Dimanche 31 mai, le président hongrois Tamás Sulyok a refusé de démissionner de son poste, malgré les pressions du gouvernement, selon Euronews FR. Le délai fixé par le gouvernement pour sa démission expire dimanche à minuit. Sulyok a diffusé dimanche soir sur Facebook une vidéo où il dit attendre l’avis de la Commission de Venise et réclame un traitement constitutionnel de son cas.
Dans cette vidéo, Tamás Sulyok explique également qu'il « souhaite continuer à coopérer avec le gouvernement et aider aussi à l'élaboration de la législation nécessaire au déblocage des fonds européens ». En réaction, le Premier ministre Péter Magyar a publié un message sur Facebook, critiquant Sulyok et lui demandant de démissionner.
Ce qu'il faut retenir
- Tamás Sulyok refuse de démissionner de la présidence de la République hongroise.

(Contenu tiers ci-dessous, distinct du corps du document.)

use std::fmt;
use std::str::FromStr;

use serde::{Deserialize, Serialize};

use crate::errors::WordNetError;

/// Matches every relation type when used as a filter entry.
pub const WILDCARD_RELATION: &str = "*";

#[derive(Debug, Clone, Copy, PartialEq, Eq, Hash, Serialize, Deserialize)]
pub enum PartOfSpeech {
    Noun,
    Verb,
    Adverb,
    Adjective,
}

impl PartOfSpeech {
    pub const ALL: [PartOfSpeech; 4] = [
        PartOfSpeech::Noun,
        PartOfSpeech::Verb,
        PartOfSpeech::Adverb,
        PartOfSpeech::Adjective,
    ];

    pub fn tag(self) -> &'static str {
        match self {
            PartOfSpeech::Noun => "n",
            PartOfSpeech::Verb => "v",
            PartOfSpeech::Adverb => "r",
            PartOfSpeech::Adjective => "a",
        }
    }
}

impl FromStr for PartOfSpeech {
    type Err = WordNetError;

    fn from_str(tag: &str) -> Result<Self, Self::Err> {
        match tag {
            "n" => Ok(PartOfSpeech::Noun),
            "v" => Ok(PartOfSpeech::Verb),
            "r" => Ok(PartOfSpeech::Adverb),
            "a" => Ok(PartOfSpeech::Adjective),
            other => Err(WordNetError::invalid_input(format!(
                "unknown part of speech tag {other:?}"
            ))),
        }
    }
}

impl fmt::Display for PartOfSpeech {
    fn fmt(&self, f: &mut fmt::Formatter<'_>) -> fmt::Result {
        f.write_str(self.tag())
    }
}

/// A word form paired with an optional sense tag.
///
/// Equality is an *open* match: word forms must be equal, and a missing
/// sense on either side matches any sense on the other. The relation is
/// not transitive, so `Literal` is neither `Eq` nor `Hash`.
#[derive(Debug, Clone, Default, Serialize, Deserialize)]
pub struct Literal {
    pub word: String,
    pub sense: Option<String>,
}

impl Literal {
    pub fn new<W: Into<String>, S: Into<String>>(word: W, sense: S) -> Self {
        Self {
            word: word.into(),
            sense: Some(sense.into()),
        }
    }

    pub fn word<W: Into<String>>(word: W) -> Self {
        Self {
            word: word.into(),
            sense: None,
        }
    }

    /// Exact comparison of both fields, absent senses included.
    pub fn same_as(&self, other: &Literal) -> bool {
        self.word == other.word && self.sense == other.sense
    }
}

impl PartialEq for Literal {
    fn eq(&self, other: &Self) -> bool {
        if self.word != other.word {
            return false;
        }
        match (&self.sense, &other.sense) {
            (Some(a), Some(b)) => a == b,
            _ => true,
        }
    }
}

impl fmt::Display for Literal {
    fn fmt(&self, f: &mut fmt::Formatter<'_>) -> fmt::Result {
        match &self.sense {
            Some(sense) => write!(f, "{}:{}", self.word, sense),
            None => f.write_str(&self.word),
        }
    }
}

/// A directed, typed edge between two synsets.
#[derive(Debug, Clone, PartialEq, Eq, Hash, Serialize, Deserialize)]
pub struct Relation {
    pub source: String,
    pub target: String,
    pub relation: String,
    pub source_literal: Option<String>,
    pub target_literal: Option<String>,
}

impl Relation {
    pub fn new<S, T, R>(source: S, target: T, relation: R) -> Self
    where
        S: Into<String>,
        T: Into<String>,
        R: Into<String>,
    {
        Self {
            source: source.into(),
            target: target.into(),
            relation: relation.into(),
            source_literal: None,
            target_literal: None,
        }
    }

    pub fn with_literals<S: Into<String>, T: Into<String>>(
        mut self,
        source_literal: S,
        target_literal: T,
    ) -> Self {
        self.source_literal = Some(source_literal.into());
        self.target_literal = Some(target_literal.into());
        self
    }

    pub fn matches(&self, filter: &str) -> bool {
        filter == WILDCARD_RELATION || self.relation == filter
    }
}

impl fmt::Display for Relation {
    fn fmt(&self, f: &mut fmt::Formatter<'_>) -> fmt::Result {
        write!(f, "{} -{}-> {}", self.source, self.relation, self.target)
    }
}

/// A node of the network: one sense shared by a group of literals.
///
/// Structural equality covers every field; literal lists compare with the
/// open [`Literal`] match and a NaN information content equals itself.
#[derive(Debug, Clone, Serialize, Deserialize)]
pub struct Synset {
    pub id: String,
    pub pos: PartOfSpeech,
    pub non_lexicalized: bool,
    pub literals: Vec<Literal>,
    pub definition: Option<String>,
    pub usage: Vec<String>,
    pub relations: Vec<Relation>,
    pub stamp: Option<String>,
    pub domain: Option<String>,
    pub pwn20: Vec<String>,
    pub sumo: Option<String>,
    pub sumo_type: Option<String>,
    pub sentiwn_positive: Option<String>,
    pub sentiwn_negative: Option<String>,
    pub sentiwn_objective: Option<String>,
    pub nl: Option<String>,
    #[serde(default, with = "information_content")]
    pub information_content: f64,
}

impl Synset {
    pub fn new<I: Into<String>>(id: I, pos: PartOfSpeech) -> Self {
        Self {
            id: id.into(),
            pos,
            non_lexicalized: false,
            literals: Vec::new(),
            definition: None,
            usage: Vec::new(),
            relations: Vec::new(),
            stamp: None,
            domain: None,
            pwn20: Vec::new(),
            sumo: None,
            sumo_type: None,
            sentiwn_positive: None,
            sentiwn_negative: None,
            sentiwn_objective: None,
            nl: None,
            information_content: 0.0,
        }
    }

    pub fn with_literal(mut self, literal: Literal) -> Self {
        self.literals.push(literal);
        self
    }

    pub fn with_definition<D: Into<String>>(mut self, definition: D) -> Self {
        self.definition = Some(definition.into());
        self
    }

    pub fn with_information_content(mut self, ic: f64) -> Self {
        self.information_content = ic;
        self
    }

    /// Appends an outgoing relation whose source is this synset.
    pub fn with_relation<T, R>(mut self, target: T, relation: R) -> Self
    where
        T: Into<String>,
        R: Into<String>,
    {
        let relation = Relation::new(self.id.clone(), target, relation);
        self.relations.push(relation);
        self
    }

    pub fn contains_literal(&self, literal: &Literal) -> bool {
        self.literals.iter().any(|l| l == literal)
    }

    pub fn is_lexicalized(&self) -> bool {
        !self.literals.is_empty()
    }
}

impl PartialEq for Synset {
    fn eq(&self, other: &Self) -> bool {
        self.id == other.id
            && self.pos == other.pos
            && self.non_lexicalized == other.non_lexicalized
            && self.literals == other.literals
            && self.definition == other.definition
            && self.usage == other.usage
            && self.relations == other.relations
            && self.stamp == other.stamp
            && self.domain == other.domain
            && self.pwn20 == other.pwn20
            && self.sumo == other.sumo
            && self.sumo_type == other.sumo_type
            && self.sentiwn_positive == other.sentiwn_positive
            && self.sentiwn_negative == other.sentiwn_negative
            && self.sentiwn_objective == other.sentiwn_objective
            && self.nl == other.nl
            && same_information_content(self.information_content, other.information_content)
    }
}

fn same_information_content(a: f64, b: f64) -> bool {
    a == b || (a.is_nan() && b.is_nan())
}

/// JSON has no literal for non-finite numbers, so those travel as strings
/// (`"inf"`, `"-inf"`, `"NaN"`).
mod information_content {
    use serde::{Deserialize, Deserializer, Serializer, de::Error};

    #[derive(Deserialize)]
    #[serde(untagged)]
    enum Encoded {
        Number(f64),
        Text(String),
    }

    pub fn serialize<S: Serializer>(value: &f64, serializer: S) -> Result<S::Ok, S::Error> {
        if value.is_finite() {
            serializer.serialize_f64(*value)
        } else {
            serializer.collect_str(value)
        }
    }

    pub fn deserialize<'de, D: Deserializer<'de>>(deserializer: D) -> Result<f64, D::Error> {
        match Encoded::deserialize(deserializer)? {
            Encoded::Number(value) => Ok(value),
            Encoded::Text(text) => text
                .parse()
                .map_err(|_| D::Error::custom(format!("invalid information content {text:?}"))),
        }
    }
}

impl fmt::Display for Synset {
    fn fmt(&self, f: &mut fmt::Formatter<'_>) -> fmt::Result {
        write!(f, "Synset: id={}, pos={}", self.id, self.pos)?;
        if self.non_lexicalized {
            f.write_str(", non-lexicalized")?;
        }
        if let Some(definition) = &self.definition {
            write!(f, ", definition={definition}")?;
        }
        if let Some(domain) = &self.domain {
            write!(f, ", domain={domain}")?;
        }
        for literal in &self.literals {
            write!(f, "\n\t{literal}")?;
        }
        for relation in &self.relations {
            write!(f, "\n\t{relation}")?;
        }
        Ok(())
    }
}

- Le délai fixé par le gouvernement pour sa démission expire dimanche 31 mai à minuit.
- Sulyok attend l’avis de la Commission de Venise et réclame un traitement constitutionnel de son cas.
- Le Premier ministre Péter Magyar a critiqué Sulyok et lui a demandé de démissionner.

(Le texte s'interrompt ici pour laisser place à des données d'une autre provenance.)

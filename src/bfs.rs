use std::collections::VecDeque;

use ahash::AHashSet;
use tracing::{trace, warn};

use crate::{
    errors::WordNetError,
    graph::{Literal, WILDCARD_RELATION, WordNet},
};

/// Outcome of a single [`BreadthFirstWalk::next_synset`] call.
#[derive(Debug, Clone, PartialEq, Eq)]
pub enum WalkStep {
    Visited(String),
    Exhausted,
}

/// Relation-filtered breadth-first walk over a [`WordNet`].
///
/// With `allow_all_relations` every relation is followed unless its type is
/// listed in `filtered_relations`; without it only the listed types are
/// followed. Nodes are marked as soon as they are queued, so each synset is
/// returned at most once even on cyclic graphs.
///
/// The walk is driven step by step, so callers can stop early or impose
/// their own step budget.
#[derive(Debug, Clone)]
pub struct BreadthFirstWalk<'a> {
    network: &'a WordNet,
    root: String,
    allow_all_relations: bool,
    filtered_relations: Vec<String>,
    queue: VecDeque<String>,
    analyzed: AHashSet<String>,
    failed: bool,
}

impl<'a> BreadthFirstWalk<'a> {
    pub fn new<S: AsRef<str>>(
        network: &'a WordNet,
        root: &str,
        allow_all_relations: bool,
        filtered_relations: &[S],
    ) -> Self {
        let mut queue = VecDeque::new();
        queue.push_back(root.to_string());
        let mut analyzed = AHashSet::new();
        analyzed.insert(root.to_string());
        Self {
            network,
            root: root.to_string(),
            allow_all_relations,
            filtered_relations: filtered_relations
                .iter()
                .map(|s| s.as_ref().to_string())
                .collect(),
            queue,
            analyzed,
            failed: false,
        }
    }

    /// Walk following every relation.
    pub fn unfiltered(network: &'a WordNet, root: &str) -> Self {
        Self::new::<&str>(network, root, true, &[])
    }

    /// Walk rooted at the synset a literal resolves to.
    pub fn from_literal<S: AsRef<str>>(
        network: &'a WordNet,
        root: &Literal,
        allow_all_relations: bool,
        filtered_relations: &[S],
    ) -> Result<Self, WordNetError> {
        let synset = network
            .get_synset_from_literal(root)
            .ok_or_else(|| WordNetError::not_found(format!("literal {root}")))?;
        Ok(Self::new(
            network,
            &synset.id,
            allow_all_relations,
            filtered_relations,
        ))
    }

    pub fn root(&self) -> &str {
        &self.root
    }

    pub fn allow_all_relations(&self) -> bool {
        self.allow_all_relations
    }

    pub fn filtered_relations(&self) -> &[String] {
        &self.filtered_relations
    }

    pub fn has_more_synsets(&self) -> bool {
        !self.queue.is_empty()
    }

    /// Dequeues the next synset, queues its unvisited eligible targets and
    /// returns its id.
    ///
    /// Fails with [`WordNetError::FilterConflict`] when the filter leaves no
    /// relation to follow, and with [`WordNetError::NotFound`] when the
    /// dequeued id is missing from the network. On failure the queue is left
    /// untouched.
    pub fn next_synset(&mut self) -> Result<WalkStep, WordNetError> {
        let Some(current) = self.queue.front() else {
            return Ok(WalkStep::Exhausted);
        };
        if self.no_relation_left() {
            return Err(WordNetError::filter_conflict(
                current.as_str(),
                self.allow_all_relations,
            ));
        }
        let targets = self.eligible_targets(current)?;
        for target in targets {
            if !self.analyzed.contains(target) {
                self.analyzed.insert(target.to_string());
                self.queue.push_back(target.to_string());
            }
        }
        match self.queue.pop_front() {
            Some(current) => {
                trace!(synset = %current, pending = self.queue.len(), "walk step");
                Ok(WalkStep::Visited(current))
            }
            None => Ok(WalkStep::Exhausted),
        }
    }

    fn no_relation_left(&self) -> bool {
        if self.allow_all_relations {
            self.is_filtered(WILDCARD_RELATION)
        } else {
            self.filtered_relations.is_empty()
        }
    }

    fn is_filtered(&self, relation: &str) -> bool {
        self.filtered_relations.iter().any(|f| f == relation)
    }

    fn eligible_targets(&self, id: &str) -> Result<Vec<&'a str>, WordNetError> {
        let network: &'a WordNet = self.network;
        let Some(synset) = network.get_synset_by_id(id) else {
            warn!(synset = %id, root = %self.root, "walk reached a synset missing from the network");
            return Err(WordNetError::not_found(format!("synset {id}")));
        };
        let mut targets = Vec::new();
        if self.allow_all_relations {
            let mut seen_types: Vec<&str> = Vec::new();
            for relation in &synset.relations {
                let ty = relation.relation.as_str();
                if self.is_filtered(ty) || seen_types.contains(&ty) {
                    continue;
                }
                seen_types.push(ty);
                targets.extend(network.get_related_synset_ids(id, ty)?);
            }
        } else {
            for filter in &self.filtered_relations {
                targets.extend(network.get_related_synset_ids(id, filter)?);
            }
        }
        Ok(targets)
    }
}

impl Iterator for BreadthFirstWalk<'_> {
    type Item = Result<String, WordNetError>;

    /// Yields visited ids; the first error ends the iteration.
    fn next(&mut self) -> Option<Self::Item> {
        if self.failed {
            return None;
        }
        match self.next_synset() {
            Ok(WalkStep::Visited(id)) => Some(Ok(id)),
            Ok(WalkStep::Exhausted) => None,
            Err(err) => {
                self.failed = true;
                Some(Err(err))
            }
        }
    }
}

- Sulyok souhaite continuer à coopérer avec le gouvernement pour débloquer les fonds européens.
Le contexte
Le Premier ministre Péter Magyar avait déjà qualifié Tamás Sulyok de « président de la République marionnette de Viktor Orbán » et déclaré qu'il était évident dès la première minute que Viktor Orbán avait besoin d'un chef de l'État pour qui la loyauté envers le Fidesz arrive en tête des priorités, et tout en bas la défense de la constitutionnalité et de l'unité de la nation.
Les présidents de la République élus grâce à la majorité constituante du Fidesz - Pál Schmitt, contraint à la démission pour plagiat, János Áder, Katalin Novák, emportée par un scandale lié à une affaire de pédophilie, et Tamás Sulyok - ont soutenu en tout point les gouvernements dirigés par Viktor Orbán.
Les réactions
Le Premier ministre Péter Magyar a rappelé l'échéance imminente dans un post Facebook et a annoncé qu'il rendrait visite au président de la République lundi à 8 heures, en compagnie du ministre de la Justice. Magyar a également demandé le départ de plusieurs hauts responsables institutionnels, dont le procureur général, le président de la Cour constitutionnelle et le président de l'Autorité nationale des médias et des communications.
Les enjeux
La démission de Tamás Sulyok pourrait avoir des conséquences importantes pour la Hongrie, notamment en ce qui concerne les fonds européens. Le pays a déjà débloqué 16,4 milliards d'euros de fonds européens après un accord avec Bruxelles, mais les relations entre la Hongrie et l'Union européenne restent tendues.
La situation reste donc incertaine et les prochaines échéances seront cruciales pour l'avenir de la Hongrie.